Any embedded double-quote is doubled to escape it.
"""
return '"' + str(name).replace('"', '""') + '"'
# Define the type conversions for DuckDB
# https://duckdb.org/docs/stable/clients/python/conversion
convert_types = {
The security patch introduces a _quote_identifier() function that properly escapes SQL identifiers by wrapping them in double quotes and doubling any embedded double-quote characters, following DuckDB's standard escaping convention.

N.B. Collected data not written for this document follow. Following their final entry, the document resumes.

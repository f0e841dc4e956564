//! Gating of views by sign-in state and role.

use crate::{AuthError, Role, User};

/// Require a signed-in user.
pub fn require_authenticated(user: Option<&User>) -> Result<&User, AuthError> {
    user.ok_or(AuthError::Unauthenticated)
}

/// Require a signed-in user whose role is one of `allowed`.
pub fn require_role<'a>(user: Option<&'a User>, allowed: &[Role]) -> Result<&'a User, AuthError> {
    let user = require_authenticated(user)?;
    if allowed.contains(&user.role) {
        Ok(user)
    } else {
        tracing::debug!(role = %user.role, ?allowed, "access denied");
        Err(AuthError::Forbidden)
    }
}
//! The cart engine.

use std::sync::Arc;

use crate::cart::{CartItem, CartSnapshot, Notification, NotificationSink};
use crate::catalog::{Product, ProductVariant};
use crate::error::CommerceError;
use crate::ids::VariantId;
use crate::money::Price;

/// Owns the cart's line items.
///
/// Items keep insertion order and hold at most one line per variant, each
/// with a quantity of at least 1. Every operation runs to completion
/// before returning and saves the whole item list to the snapshot slot.
pub struct CartEngine {
    items: Vec<CartItem>,
    snapshot: CartSnapshot,
    notifier: Arc<dyn NotificationSink>,
}

impl CartEngine {
    /// Create the engine, restoring whatever the snapshot slot holds.
    pub fn open(snapshot: CartSnapshot, notifier: Arc<dyn NotificationSink>) -> Self {
        let items = snapshot.load();
        Self {
            items,
            snapshot,
            notifier,
        }
    }

    /// Add `quantity` units of a variant.
    ///
    /// A variant already in the cart has `quantity` added to its existing
    /// line; otherwise a new line is appended.
    pub fn add_item(
        &mut self,
        product: &Product,
        variant: &ProductVariant,
        quantity: i64,
    ) -> Result<&CartItem, CommerceError> {
        if quantity < 1 {
            self.notifier.notify(Notification::invalid_quantity());
            return Err(CommerceError::InvalidQuantity(quantity));
        }

        let index = match self.position(&variant.id) {
            Some(index) => {
                let existing = &mut self.items[index];
                existing.quantity = existing.quantity.saturating_add(quantity);
                tracing::debug!(
                    variant = %variant.id,
                    quantity = existing.quantity,
                    "cart line merged"
                );
                self.notifier
                    .notify(Notification::quantity_updated(&product.name));
                index
            }
            None => {
                self.items
                    .push(CartItem::new(product.clone(), variant.clone(), quantity));
                tracing::debug!(variant = %variant.id, quantity, "cart line added");
                self.notifier.notify(Notification::item_added(&product.name));
                self.items.len() - 1
            }
        };

        self.persist();
        Ok(&self.items[index])
    }

    /// Remove the line for `variant_id`, returning it if it was present.
    pub fn remove_item(&mut self, variant_id: &VariantId) -> Option<CartItem> {
        let removed = self
            .position(variant_id)
            .map(|index| self.items.remove(index));

        if let Some(item) = &removed {
            tracing::debug!(variant = %variant_id, "cart line removed");
            self.notifier
                .notify(Notification::item_removed(&item.product.name));
        }
        self.persist();
        removed
    }

    /// Set the quantity of a line to exactly `quantity`.
    ///
    /// Zero or less removes the line. Returns whether a line for
    /// `variant_id` was found.
    pub fn update_quantity(&mut self, variant_id: &VariantId, quantity: i64) -> bool {
        if quantity <= 0 {
            return self.remove_item(variant_id).is_some();
        }

        let found = match self.items.iter_mut().find(|i| &i.variant.id == variant_id) {
            Some(item) => {
                item.quantity = quantity;
                tracing::debug!(variant = %variant_id, quantity, "cart line quantity set");
                true
            }
            None => false,
        };
        self.persist();
        found
    }

    /// Empty the cart.
    pub fn clear(&mut self) {
        self.items.clear();
        tracing::debug!("cart cleared");
        self.notifier.notify(Notification::cart_cleared());
        self.persist();
    }

    /// Current lines, in display order.
    pub fn items(&self) -> &[CartItem] {
        &self.items
    }

    /// Line for a variant, if present.
    pub fn find(&self, variant_id: &VariantId) -> Option<&CartItem> {
        self.items.iter().find(|i| &i.variant.id == variant_id)
    }

    /// Number of distinct lines.
    pub fn len(&self) -> usize {
        self.items.len()
    }

    pub fn is_empty(&self) -> bool {
        self.items.is_empty()
    }

    /// Sum of quantities.
    pub fn total_items(&self) -> i64 {
        self.items
            .iter()
            .fold(0i64, |acc, i| acc.saturating_add(i.quantity))
    }

    /// Sum of `effective price × quantity` over all lines.
    pub fn total_price(&self) -> Price {
        self.items.iter().map(CartItem::line_total).sum()
    }

    fn position(&self, variant_id: &VariantId) -> Option<usize> {
        self.items.iter().position(|i| &i.variant.id == variant_id)
    }

    fn persist(&self) {
        self.snapshot.save(&self.items);
    }
}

Detection Methods for CVE-2026-32611
Indicators of Compromise
- Unusual or malformed table names in DuckDB database exports containing SQL metacharacters such as double quotes, semicolons, or SQL keywords
- Error logs indicating SQL parsing failures or unexpected query structures in the Glances DuckDB export module
- Unexpected database schema changes or tables created with suspicious names
Detection Strategies
- Monitor Glances application logs for SQL syntax errors or unusual database operations
- Implement database activity monitoring on DuckDB instances receiving Glances exports
- Review network traffic for anomalous monitoring data payloads containing SQL injection patterns
Monitoring Recommendations
- Enable verbose logging for the Glances DuckDB export module to capture all SQL operations
- Implement alerting on database query failures that may indicate injection attempts
- Audit DuckDB database schemas periodically for unauthorized or suspicious table and column names
How to Mitigate CVE-2026-32611
Immediate Actions Required
- Upgrade Glances to version 4.5.3 or later which contains the complete fix for this vulnerability
- If immediate upgrade is not possible, disable the DuckDB export module until patching is complete
- Review DuckDB databases that received exports from vulnerable Glances instances for signs of exploitation
Patch Information
The vulnerability is fixed in Glances version 4.5.3. The security patch introduces proper identifier quoting using the _quote_identifier() function that escapes SQL identifiers according to DuckDB's double-quote escaping convention. The fix is available in commit 63b7da28895249d775202d639e5531ba63491a5c. For additional technical details, refer to the GitHub Security Advisory GHSA-49g7-2ww7-3vf5.
Workarounds
- Disable the DuckDB export functionality by removing or commenting out the [duckdb] configuration section in glances.conf
- Use alternative export modules (such as CSV or JSON) that do not involve SQL operations until the patch is applied
- Implement network segmentation to restrict access to Glances monitoring endpoints
# Configuration example - Disable DuckDB export by commenting out or removing this section
# In glances.conf:
# [duckdb]
# database=:memory:
# Alternative: Use in-memory database to limit exposure (still vulnerable but reduces persistence)
[duckdb]
database=:memory:
Disclaimer: This content was generated using AI. While we strive for accuracy, please verify critical information with official sources.